**Required work**
Produce an exact copy of the line containing "buf.extend_from_slice(&self.qd_count.to_be_bytes());" and of every line after it in the material below, ending with the final line.

**Working data**
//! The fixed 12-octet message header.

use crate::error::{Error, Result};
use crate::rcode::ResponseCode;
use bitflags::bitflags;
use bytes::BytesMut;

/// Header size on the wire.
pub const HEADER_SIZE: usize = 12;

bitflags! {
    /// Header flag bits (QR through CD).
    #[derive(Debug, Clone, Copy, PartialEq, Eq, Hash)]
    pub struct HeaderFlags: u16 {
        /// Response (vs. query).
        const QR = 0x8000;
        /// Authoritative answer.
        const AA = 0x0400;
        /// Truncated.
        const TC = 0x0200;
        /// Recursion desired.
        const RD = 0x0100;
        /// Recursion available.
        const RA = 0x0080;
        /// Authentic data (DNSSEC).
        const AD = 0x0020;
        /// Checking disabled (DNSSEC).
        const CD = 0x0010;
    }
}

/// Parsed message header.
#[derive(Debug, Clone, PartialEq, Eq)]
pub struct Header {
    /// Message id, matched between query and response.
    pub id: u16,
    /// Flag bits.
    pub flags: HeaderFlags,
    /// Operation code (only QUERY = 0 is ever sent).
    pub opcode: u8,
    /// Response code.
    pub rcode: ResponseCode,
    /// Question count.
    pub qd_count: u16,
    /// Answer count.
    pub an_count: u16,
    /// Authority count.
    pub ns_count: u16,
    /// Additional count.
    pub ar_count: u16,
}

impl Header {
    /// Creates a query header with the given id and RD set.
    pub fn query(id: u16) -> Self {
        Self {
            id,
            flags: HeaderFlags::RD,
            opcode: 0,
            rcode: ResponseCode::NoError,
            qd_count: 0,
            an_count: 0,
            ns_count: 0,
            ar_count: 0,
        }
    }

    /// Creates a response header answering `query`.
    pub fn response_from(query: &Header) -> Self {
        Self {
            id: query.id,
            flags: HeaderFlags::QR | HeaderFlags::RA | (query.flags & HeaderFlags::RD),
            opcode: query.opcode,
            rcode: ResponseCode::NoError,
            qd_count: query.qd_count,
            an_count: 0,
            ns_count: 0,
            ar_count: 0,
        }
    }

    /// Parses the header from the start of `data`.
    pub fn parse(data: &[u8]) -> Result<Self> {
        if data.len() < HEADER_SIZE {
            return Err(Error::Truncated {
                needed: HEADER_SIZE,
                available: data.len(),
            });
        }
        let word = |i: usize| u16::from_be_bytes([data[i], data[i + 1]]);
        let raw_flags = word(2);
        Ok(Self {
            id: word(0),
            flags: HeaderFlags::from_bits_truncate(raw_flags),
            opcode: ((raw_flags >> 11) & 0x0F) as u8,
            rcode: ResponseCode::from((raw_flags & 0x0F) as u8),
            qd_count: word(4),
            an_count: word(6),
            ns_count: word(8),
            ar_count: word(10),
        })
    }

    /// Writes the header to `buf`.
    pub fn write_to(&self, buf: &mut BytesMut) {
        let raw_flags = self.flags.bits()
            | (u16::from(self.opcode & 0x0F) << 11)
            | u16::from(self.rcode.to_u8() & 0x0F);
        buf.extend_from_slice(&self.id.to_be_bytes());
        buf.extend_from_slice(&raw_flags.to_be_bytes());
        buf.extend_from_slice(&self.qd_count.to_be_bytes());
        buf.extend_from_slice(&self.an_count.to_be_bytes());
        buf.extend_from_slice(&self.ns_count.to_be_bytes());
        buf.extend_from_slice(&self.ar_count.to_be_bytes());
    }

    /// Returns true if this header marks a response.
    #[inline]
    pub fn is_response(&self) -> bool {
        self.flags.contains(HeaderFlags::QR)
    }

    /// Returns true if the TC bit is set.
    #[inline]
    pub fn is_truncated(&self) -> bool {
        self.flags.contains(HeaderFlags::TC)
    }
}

**Completed task**
        buf.extend_from_slice(&self.qd_count.to_be_bytes());
        buf.extend_from_slice(&self.an_count.to_be_bytes());
        buf.extend_from_slice(&self.ns_count.to_be_bytes());
        buf.extend_from_slice(&self.ar_count.to_be_bytes());
    }

    /// Returns true if this header marks a response.
    #[inline]
    pub fn is_response(&self) -> bool {
        self.flags.contains(HeaderFlags::QR)
    }

    /// Returns true if the TC bit is set.
    #[inline]
    pub fn is_truncated(&self) -> bool {
        self.flags.contains(HeaderFlags::TC)
    }
}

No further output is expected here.